Cuproptosis Induced by ROS Responsive Nanoparticles with Elesclomol and Copper Combined with αPD‐L1 for Enhanced Cancer Immunotherapy

Abstract Cuproptosis is a new cell death that depends on copper (Cu) ionophores to transport Cu into cancer cells, which induces cell death. However, existing Cu ionophores are small molecules with a short blood half‐life making it hard to transport enough Cu into cancer cells. Herein, a reactive oxygen species (ROS)‐sensitive polymer (PHPM) is designed, which is used to co‐encapsulate elesclomol (ES) and Cu to form nanoparticles (NP@ESCu).

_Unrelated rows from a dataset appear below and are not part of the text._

//! # Grid search over candidate sources
//!
//! Evaluates a user-supplied misfit function over every `(origin, source)` pair and collects
//! the values into a matrix with one row per source and one column per origin. The search
//! itself never interprets the misfit values; it only guarantees their placement.
//!
//! ## Partitioning
//!
//! [`grid_search`] splits the source grid into as many rank-ordered partitions as the
//! [`ParallelRuntime`] reports, evaluates each partition independently, and reassembles the
//! partial matrices in rank order, so every runtime produces the same matrix as
//! [`SerialRuntime`] with a single partition. Only the first partition reports progress.
//!
//! ```rust,no_run
//! use gridmt::search::{grid_search, SearchSettings, ThreadPoolRuntime};
//! # fn demo(data: &gridmt::Dataset,
//! #         greens: &gridmt::GreensLibrary,
//! #         origins: &[gridmt::Origin],
//! #         sources: &gridmt::SourceGrid,
//! #         misfit: impl Fn(&gridmt::Dataset, &gridmt::GreensSelection<'_>, &gridmt::SourceGrid,
//! #             &mut gridmt::search::ProgressCallback)
//! #             -> Result<nalgebra::DVector<f64>, gridmt::GridmtError> + Sync,
//! # ) -> Result<(), gridmt::GridmtError> {
//! let runtime = ThreadPoolRuntime::new(8);
//! let results = grid_search(
//!     &runtime, data, greens, misfit, origins, sources, SearchSettings::default(),
//! )?;
//! let best = results.iter().cloned().fold(f64::INFINITY, f64::min);
//! # Ok(()) }
//! ```

pub mod progress;
pub mod runtime;

pub use progress::ProgressCallback;
pub use runtime::{ParallelRuntime, SerialRuntime, ThreadPoolRuntime};

use nalgebra::DVector;

use crate::constants::MisfitMatrix;
use crate::dataset::Dataset;
use crate::greens::{GreensLibrary, GreensSelection};
use crate::grid::SourceGrid;
use crate::gridmt_errors::GridmtError;
use crate::event::Origin;

/// Knobs of the search loop itself (the misfit function is passed separately).
#[derive(Debug, Clone, Copy, PartialEq, Eq)]
pub struct SearchSettings {
    /// Percent interval between progress messages; 0 silences them
    pub msg_interval: usize,
}

impl Default for SearchSettings {
    fn default() -> Self {
        SearchSettings { msg_interval: 25 }
    }
}

/// Evaluate the misfit over all origins and sources on the calling thread.
///
/// Returns a `sources.len() × origins.len()` matrix. The misfit function receives the full
/// source grid once per origin and must return one value per source, in grid order; a column
/// of the wrong length fails the whole search.
pub fn grid_search_serial<F>(
    data: &Dataset,
    greens: &GreensLibrary,
    misfit: F,
    origins: &[Origin],
    sources: &SourceGrid,
    msg_interval: usize,
) -> Result<MisfitMatrix, GridmtError>
where
    F: Fn(
        &Dataset,
        &GreensSelection<'_>,
        &SourceGrid,
        &mut ProgressCallback,
    ) -> Result<DVector<f64>, GridmtError>,
{
    let ni = origins.len();
    let nj = sources.len();
    let mut results = MisfitMatrix::zeros(nj, ni);

    #[cfg(feature = "progress")]
    let bar = (msg_interval > 0 && ni > 1).then(|| {
        let bar = indicatif::ProgressBar::new(ni as u64);
        bar.set_style(
            indicatif::ProgressStyle::with_template("{bar:40.cyan/blue} {pos}/{len} origins ({eta})")
                .expect("progress bar template"),
        );
        bar
    });

    for (i, origin) in origins.iter().enumerate() {
        let selection = greens.select(origin);
        let mut callback = ProgressCallback::new(i * nj, ni * nj, msg_interval);
        let column = misfit(data, &selection, sources, &mut callback)?;
        if column.len() != nj {
            return Err(GridmtError::MisfitShapeMismatch {
                expected: nj,
                actual: column.len(),
            });
        }
        results.set_column(i, &column);

        #[cfg(feature = "progress")]
        if let Some(bar) = &bar {
            bar.inc(1);
        }
    }

    #[cfg(feature = "progress")]
    if let Some(bar) = &bar {
        bar.finish();
    }

    Ok(results)
}

/// Partitioned search returning the full gathered misfit matrix.
///
/// The source grid is split into `runtime.size()` rank-ordered partitions; the partial
/// matrices are stacked back in rank order along the source axis, so the result is identical
/// to [`grid_search_serial`] over the whole grid.
pub fn grid_search<R, F>(
    runtime: &R,
    data: &Dataset,
    greens: &GreensLibrary,
    misfit: F,
    origins: &[Origin],
    sources: &SourceGrid,
    settings: SearchSettings,
) -> Result<MisfitMatrix, GridmtError>
where
    R: ParallelRuntime,
    F: Fn(
            &Dataset,
            &GreensSelection<'_>,
            &SourceGrid,
            &mut ProgressCallback,
        ) -> Result<DVector<f64>, GridmtError>
        + Sync,
{
    let partials = grid_search_scattered(runtime, data, greens, misfit, origins, sources, settings)?;

    let ni = origins.len();
    let nj = sources.len();
    let mut results = MisfitMatrix::zeros(nj, ni);
    let mut offset = 0;
    for partial in &partials {
        results
            .view_mut((offset, 0), (partial.nrows(), ni))
            .copy_from(partial);
        offset += partial.nrows();
    }
    Ok(results)
}

/// Partitioned search returning one partial matrix per partition, in rank order.
///
/// The caller keeps the scattered layout, e.g. to post-process partitions independently.
/// Empty partitions (more partitions than sources) yield `0 × origins.len()` matrices.
pub fn grid_search_scattered<R, F>(
    runtime: &R,
    data: &Dataset,
    greens: &GreensLibrary,
    misfit: F,
    origins: &[Origin],
    sources: &SourceGrid,
    settings: SearchSettings,
) -> Result<Vec<MisfitMatrix>, GridmtError>
where
    R: ParallelRuntime,
    F: Fn(
            &Dataset,
            &GreensSelection<'_>,
            &SourceGrid,
            &mut ProgressCallback,
        ) -> Result<DVector<f64>, GridmtError>
        + Sync,
{
    if sources.is_empty() {
        return Err(GridmtError::EmptySourceGrid);
    }

    let partitions = sources.partition(runtime.size());
    let misfit = &misfit;
    let jobs: Vec<_> = partitions
        .into_iter()
        .enumerate()
        .map(|(rank, partition)| {
            // only the first partition reports progress
            let msg_interval = if rank == 0 { settings.msg_interval } else { 0 };
            move || grid_search_serial(data, greens, misfit, origins, &partition, msg_interval)
        })
        .collect();

    runtime.run(jobs).into_iter().collect()
}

After entering cancer cells, ES and Cu, triggered by excessive intracellular ROS, are readily released. ES and Cu work in a concerted way to not only kill cancer cells by cuproptosis, but also induce immune responses. In vitro, the ability of NP@ESCu to efficiently transport Cu and induce cuproptosis is investigated. In addition, the change in the transcriptomes of cancer cells treated with NP@ESCu is explored by RNA‐Seq. In vivo, NP@ESCu is found to induce cuproptosis in the mice model with subcutaneous bladder cancer, reprograming the tumor microenvironment. Additionally, NP@ESCu is further combined with anti‐programmed cell death protein ligand‐1 antibody (αPD‐L1). This study provides the first report of combining nanomedicine that can induce cuproptosis with αPD‐L1 for enhanced cancer therapy, thereby providing a novel strategy for future cancer therapy.